• [INFORMATION]
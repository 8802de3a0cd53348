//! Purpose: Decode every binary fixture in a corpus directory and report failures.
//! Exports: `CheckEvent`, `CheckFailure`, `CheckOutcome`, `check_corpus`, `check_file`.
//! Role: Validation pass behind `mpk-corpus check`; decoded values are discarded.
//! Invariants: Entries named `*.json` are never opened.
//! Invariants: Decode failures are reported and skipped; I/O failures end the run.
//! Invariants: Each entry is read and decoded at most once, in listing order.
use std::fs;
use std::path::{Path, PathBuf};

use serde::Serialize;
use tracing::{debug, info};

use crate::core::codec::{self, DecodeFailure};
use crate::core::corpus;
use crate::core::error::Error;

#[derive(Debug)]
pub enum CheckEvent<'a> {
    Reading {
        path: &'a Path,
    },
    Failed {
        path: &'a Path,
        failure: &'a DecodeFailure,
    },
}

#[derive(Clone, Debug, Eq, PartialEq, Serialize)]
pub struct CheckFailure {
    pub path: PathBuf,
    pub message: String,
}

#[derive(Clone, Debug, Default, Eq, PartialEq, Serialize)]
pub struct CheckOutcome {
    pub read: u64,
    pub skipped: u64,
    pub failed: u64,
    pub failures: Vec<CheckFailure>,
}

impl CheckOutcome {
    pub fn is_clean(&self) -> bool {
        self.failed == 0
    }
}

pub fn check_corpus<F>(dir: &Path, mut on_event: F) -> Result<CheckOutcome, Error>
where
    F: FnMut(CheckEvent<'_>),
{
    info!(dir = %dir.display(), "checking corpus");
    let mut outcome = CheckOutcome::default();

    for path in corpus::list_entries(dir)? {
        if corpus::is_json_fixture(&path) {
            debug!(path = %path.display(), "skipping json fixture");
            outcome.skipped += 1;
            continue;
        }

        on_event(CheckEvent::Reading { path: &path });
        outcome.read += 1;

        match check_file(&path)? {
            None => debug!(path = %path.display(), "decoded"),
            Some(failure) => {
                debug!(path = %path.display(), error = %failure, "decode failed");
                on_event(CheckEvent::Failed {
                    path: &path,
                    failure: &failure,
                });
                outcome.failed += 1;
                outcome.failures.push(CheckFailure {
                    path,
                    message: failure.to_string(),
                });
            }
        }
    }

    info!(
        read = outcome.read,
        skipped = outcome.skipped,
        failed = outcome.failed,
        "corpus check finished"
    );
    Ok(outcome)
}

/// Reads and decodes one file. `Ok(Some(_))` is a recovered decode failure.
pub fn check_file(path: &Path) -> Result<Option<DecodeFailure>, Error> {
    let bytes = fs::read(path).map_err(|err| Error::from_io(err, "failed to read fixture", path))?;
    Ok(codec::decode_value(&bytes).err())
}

...

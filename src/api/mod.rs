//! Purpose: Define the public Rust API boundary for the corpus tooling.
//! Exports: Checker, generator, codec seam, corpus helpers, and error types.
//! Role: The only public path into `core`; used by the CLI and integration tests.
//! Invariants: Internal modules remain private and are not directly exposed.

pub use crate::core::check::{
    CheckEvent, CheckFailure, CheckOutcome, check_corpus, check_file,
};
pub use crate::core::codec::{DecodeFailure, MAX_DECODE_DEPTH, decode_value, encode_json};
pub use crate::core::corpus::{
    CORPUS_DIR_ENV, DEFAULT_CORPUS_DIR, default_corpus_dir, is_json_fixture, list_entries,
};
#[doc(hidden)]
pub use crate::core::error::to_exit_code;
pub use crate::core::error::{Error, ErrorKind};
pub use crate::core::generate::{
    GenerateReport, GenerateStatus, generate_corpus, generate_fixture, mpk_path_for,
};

--

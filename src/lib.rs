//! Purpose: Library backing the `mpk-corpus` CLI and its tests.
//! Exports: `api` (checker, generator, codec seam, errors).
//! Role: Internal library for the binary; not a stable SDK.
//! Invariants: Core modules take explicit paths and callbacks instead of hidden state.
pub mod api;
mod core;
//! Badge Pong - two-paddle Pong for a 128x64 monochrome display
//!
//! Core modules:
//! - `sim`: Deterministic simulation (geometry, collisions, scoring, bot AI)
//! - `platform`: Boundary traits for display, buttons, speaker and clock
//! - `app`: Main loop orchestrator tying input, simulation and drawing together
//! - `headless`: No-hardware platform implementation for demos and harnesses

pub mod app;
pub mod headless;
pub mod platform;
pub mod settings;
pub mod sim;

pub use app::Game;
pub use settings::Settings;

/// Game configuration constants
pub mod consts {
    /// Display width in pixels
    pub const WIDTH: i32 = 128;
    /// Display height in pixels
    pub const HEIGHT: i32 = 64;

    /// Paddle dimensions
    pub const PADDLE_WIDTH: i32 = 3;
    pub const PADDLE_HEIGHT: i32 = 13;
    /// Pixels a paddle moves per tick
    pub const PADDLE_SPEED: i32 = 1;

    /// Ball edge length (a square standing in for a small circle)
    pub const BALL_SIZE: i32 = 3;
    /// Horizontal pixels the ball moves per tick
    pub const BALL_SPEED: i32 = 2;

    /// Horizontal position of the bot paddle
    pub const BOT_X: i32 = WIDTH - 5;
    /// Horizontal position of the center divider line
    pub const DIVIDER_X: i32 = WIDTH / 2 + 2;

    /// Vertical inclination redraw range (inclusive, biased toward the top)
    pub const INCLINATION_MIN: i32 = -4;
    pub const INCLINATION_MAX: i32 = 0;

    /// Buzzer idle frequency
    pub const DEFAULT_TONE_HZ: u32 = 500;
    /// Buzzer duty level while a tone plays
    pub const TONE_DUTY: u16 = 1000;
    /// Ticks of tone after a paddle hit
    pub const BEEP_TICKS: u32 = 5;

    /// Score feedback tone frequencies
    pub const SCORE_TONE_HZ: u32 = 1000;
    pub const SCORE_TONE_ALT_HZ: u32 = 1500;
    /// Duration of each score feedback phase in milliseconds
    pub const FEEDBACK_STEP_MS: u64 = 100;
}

• [ABOUT THIS TASK] In the entries above, find the line holding "repository 8802de3a0cd53348" and the line holding "values are discarded."; print both of them and every line between, exactly, and nothing else.

• [SOLUTION TO THE EXERCISE]
repository 8802de3a0cd53348
//! Purpose: Decode every binary fixture in a corpus directory and report failures.
//! Exports: `CheckEvent`, `CheckFailure`, `CheckOutcome`, `check_corpus`, `check_file`.
//! Role: Validation pass behind `mpk-corpus check`; decoded values are discarded.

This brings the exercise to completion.